The competition got under way and it was decided, due to LEG commitments) to fly 6 minute durations. The first round scores were George C 3m34s (13.8m from the spot), followed by Terry P 3m02s (zero landing) and then Greg R 2m28s (zero landing). Sadly Dave J had a launch problem and his OD veered heavily on launch and crashed. Dave suspected a warped wing. Bad luck Dave. Showing the usual sportsmanship and despite Terry P’s offer, Dave insisted Terry continue to fly Dave’s back up glider, the Algebra.
The second round got under way and Greg had decided to try a smaller wing on his glider to gain better penetration as it was windy and thermals were not massive. This made a difference (nice to have spare wings Greg!). Greg managed a 5m33s flight and landed 9m from the spot. Terry P was next and achieved a time of 2m42s. Lastly was George C and I was lucky enough to find a few thermals and managed a maximum score 6m00s and a spot landing, This brought proceedings to an end with the final results 1st George C, 2nd Greg R and 3rd Terry P.
LIMITED ELECTRIC GLIDER (LEG)
7 entrants for the LEG event, which was a good turnout. It could have been more but we couldn’t coax Max W or Doug C to enter with their Hobby King “AXN Floater” http://www.hobbyking.com/hobbyking/store/uh_viewItem.asp?idProduct=8359 Whilst they don’t look as though they would be competitive, the climb rate and thermalling ability was quite impressive for such an inexpensive model.
The first round was very tight and eventually won by Ian Campbell 301pts, followed by Greg R 300pts, Terry P 299pts, George C 298pts, Jacques W 293pts, Geoff H 205pts and Dave J 148pts.

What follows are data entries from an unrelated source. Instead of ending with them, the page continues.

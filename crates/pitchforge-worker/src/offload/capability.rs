//! Runtime capability detection and dispatch.
//!
//! This is the only place that knows how work leaves the process. The rest
//! of the crate sees a probe ("can I offload?") and a dispatch function.

use std::path::{Path, PathBuf};
use std::process::Stdio;
use std::sync::OnceLock;
use std::time::Duration;

use async_trait::async_trait;
use tokio::io::{AsyncBufReadExt, AsyncWriteExt, BufReader};
use tokio::process::Command;

use pitchforge_core::error::{AppError, ErrorKind};
use pitchforge_entity::ExtractionResult;

use super::error::OffloadError;
use super::protocol::{ExtractionTask, WorkerMessage};

/// File name of the execution unit binary.
pub const WORKER_BINARY: &str = "pitchforge-extract";

/// A runtime's ability to run extraction outside the caller's task.
#[async_trait]
pub trait OffloadCapability: Send + Sync + std::fmt::Debug {
    /// Runtime name for telemetry.
    fn runtime(&self) -> &'static str;

    /// Detect whether offloading is possible. The manager memoizes the answer.
    fn probe(&self) -> Result<(), OffloadError>;

    /// Run `task` in a fresh execution unit, released on every outcome.
    async fn dispatch(
        &self,
        task: &ExtractionTask,
        timeout: Duration,
        progress: &mut (dyn FnMut(u8) + Send),
    ) -> Result<ExtractionResult, OffloadError>;
}

/// Full runtime: each job runs in a `pitchforge-extract` child process.
#[derive(Debug, Default)]
pub struct ProcessCapability {
    configured: Option<PathBuf>,
    resolved: OnceLock<PathBuf>,
}

impl ProcessCapability {
    /// Create a capability using `worker_path`, or the binary installed next
    /// to the current executable when `None`.
    pub fn new(worker_path: Option<PathBuf>) -> Self {
        Self {
            configured: worker_path,
            resolved: OnceLock::new(),
        }
    }

    /// Locate the execution unit binary.
    fn resolve(&self) -> Result<&Path, OffloadError> {
        if let Some(path) = self.resolved.get() {
            return Ok(path.as_path());
        }
        let found = self.locate()?;
        Ok(self.resolved.get_or_init(|| found).as_path())
    }

    fn locate(&self) -> Result<PathBuf, OffloadError> {
        if let Some(path) = &self.configured {
            return if path.is_file() {
                Ok(path.clone())
            } else {
                Err(OffloadError::Unavailable(format!(
                    "worker binary not found at {}",
                    path.display()
                )))
            };
        }

        let exe = std::env::current_exe()?;
        let file_name = format!("{WORKER_BINARY}{}", std::env::consts::EXE_SUFFIX);
        // Test binaries live one level below the build output in `deps/`.
        exe.ancestors()
            .skip(1)
            .take(2)
            .map(|dir| dir.join(&file_name))
            .find(|candidate| candidate.is_file())
            .ok_or_else(|| {
                OffloadError::Unavailable(format!(
                    "{file_name} not found next to {}",
                    exe.display()
                ))
            })
    }
}

#[async_trait]
impl OffloadCapability for ProcessCapability {
    fn runtime(&self) -> &'static str {
        "full"
    }

    fn probe(&self) -> Result<(), OffloadError> {
        self.resolve().map(|_| ())
    }

    async fn dispatch(
        &self,
        task: &ExtractionTask,
        timeout: Duration,
        progress: &mut (dyn FnMut(u8) + Send),
    ) -> Result<ExtractionResult, OffloadError> {
        let path = self.resolve()?;
        let payload = serde_json::to_vec(task)
            .map_err(|e| OffloadError::Channel(format!("cannot encode task: {e}")))?;

        let mut child = Command::new(path)
            .stdin(Stdio::piped())
            .stdout(Stdio::piped())
            .stderr(Stdio::inherit())
            .kill_on_drop(true)
            .spawn()?;

        let mut stdin = child
            .stdin
            .take()
            .ok_or_else(|| OffloadError::Channel("worker stdin unavailable".to_string()))?;
        let stdout = child
            .stdout
            .take()
            .ok_or_else(|| OffloadError::Channel("worker stdout unavailable".to_string()))?;

        let exchange = async move {
            stdin
                .write_all(&payload)
                .await
                .map_err(|e| OffloadError::Channel(format!("cannot send task: {e}")))?;
            drop(stdin);

            let mut lines = BufReader::new(stdout).lines();
            while let Some(line) = lines
                .next_line()
                .await
                .map_err(|e| OffloadError::Channel(format!("cannot read worker output: {e}")))?
            {
                if line.trim().is_empty() {
                    continue;
                }
                let message: WorkerMessage = serde_json::from_str(&line)
                    .map_err(|e| OffloadError::Channel(format!("malformed worker message: {e}")))?;
                match message {
                    WorkerMessage::Progress { percent } => progress(percent),
                    WorkerMessage::Done { result } => return Ok(result),
                    WorkerMessage::Error { code, message } => {
                        let kind = ErrorKind::from_code(&code).unwrap_or(ErrorKind::Step);
                        return Err(OffloadError::Worker(AppError::new(kind, message)));
                    }
                }
            }
            Err(OffloadError::Channel(
                "worker exited without a result".to_string(),
            ))
        };

        let outcome = match tokio::time::timeout(timeout, exchange).await {
            Ok(outcome) => outcome,
            Err(_) => Err(OffloadError::Timeout(timeout)),
        };

        // Release the unit whatever happened; it may already have exited.
        let _ = child.start_kill();
        let _ = child.wait().await;

        outcome
    }
}

/// Restricted (edge-like) runtime: child processes are not available.
#[derive(Debug, Default, Clone, Copy)]
pub struct RestrictedCapability;

#[async_trait]
impl OffloadCapability for RestrictedCapability {
    fn runtime(&self) -> &'static str {
        "restricted"
    }

    fn probe(&self) -> Result<(), OffloadError> {
        Err(OffloadError::Unavailable(
            "restricted runtime cannot start worker processes".to_string(),
        ))
    }

    async fn dispatch(
        &self,
        _task: &ExtractionTask,
        _timeout: Duration,
        _progress: &mut (dyn FnMut(u8) + Send),
    ) -> Result<ExtractionResult, OffloadError> {
        Err(OffloadError::Unavailable(
            "restricted runtime cannot start worker processes".to_string(),
        ))
    }
}

#[cfg(test)]
mod tests {
    use super::*;

    #[test]
    fn test_restricted_never_offloads() {
        assert!(RestrictedCapability.probe().is_err());
    }

    #[test]
    fn test_missing_configured_binary() {
        let capability = ProcessCapability::new(Some(PathBuf::from("/nonexistent/pitchforge-extract")));
        let err = capability.probe().unwrap_err();
        assert!(matches!(err, OffloadError::Unavailable(_)));
    }

    #[cfg(unix)]
    #[tokio::test]
    async fn test_garbled_unit_output_is_a_channel_error() {
        // `cat` echoes the task back, which is not a worker message.
        let capability = ProcessCapability::new(Some(PathBuf::from("/bin/cat")));
        let task = ExtractionTask::new(pitchforge_entity::ExtractionKind::Text, Vec::new(), b"x");
        let err = capability
            .dispatch(&task, Duration::from_secs(5), &mut |_: u8| {})
            .await
            .unwrap_err();
        assert!(matches!(err, OffloadError::Channel(_)));
    }
}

The second round was again tight at the top, won by Greg R 314pts, followed by George C 313pts, Ian C 303pts, Jacques W 296pts, Geoff H 258pts, Terry P 236pts and Dave J 135pts. (Dave struggled as he was using his backup brushed motor Spirit and with the windy conditions just did not have the climb rate he needed and decided to retire at this point).
The final round of the day was after lunch and the wind had not eased. This was a bit eventful for George C as during his climb the prop and spinner decided to part company with the model and a frantic eye was kept on the glider and the spinner/prop as it pirouetted to the ground. Fortunately keen eyes watched where it fell and with the ground support of Merv Cameron, Jackson Oliver was able to locate the prop. Thanks Jackson! Losing the prop meant finding thermals and staying in them was vital. In the end the round was won by Ian C 310pts, followed by Greg R 305pts, Terry P 294pts, Jacques W 289pts, George C 284pts and Geoff H 276pts.
After dropping the worst score for each competitor, the final places were 1st Ian C, 2nd Greg R and 3rd George C.
Interestingly, the average components for all 3 rounds were the key to the result. Motor Time, Landing Points and Overall Time Deviation. I’ve prepared a table to highlight these –
What can we glean from these results given that Ian C was the winner?
- The shortest average motor run time was George with 8.7 secs, followed by JW on 10.3 and then Ian C on 10.7sec
- The best landing was Greg with an average of 21.7 points (25 maximum), followed by Ian C on 18.3 and the George on 11.7
- The closest to the 5 minute maximum time was Ian with 3.0 secs followed by Greg on 3.3 sec and then George on 4.7 sec.
Importantly Ian was 3rd in motor time, second in landing and first in closest to the time limit. He won because he was consistently in the top 3 for all facets. Obviously there are other factors that influence the final result i.e. whether the combination of these factors resulted in a win in the round and the dropping of the worst round. In past years I ran the Australian Electric Flight Association’s Postal LEG competition which included pilots from as far as Scotland and evident, in order to win was the need for closest to the 5 minute time limit and the best landing score. The shortest motor time is not that important if you can’t hit the spot! Until next time – don’t be frightened to compete it’s all a bit of fun and you’ll be a better pilot as a result.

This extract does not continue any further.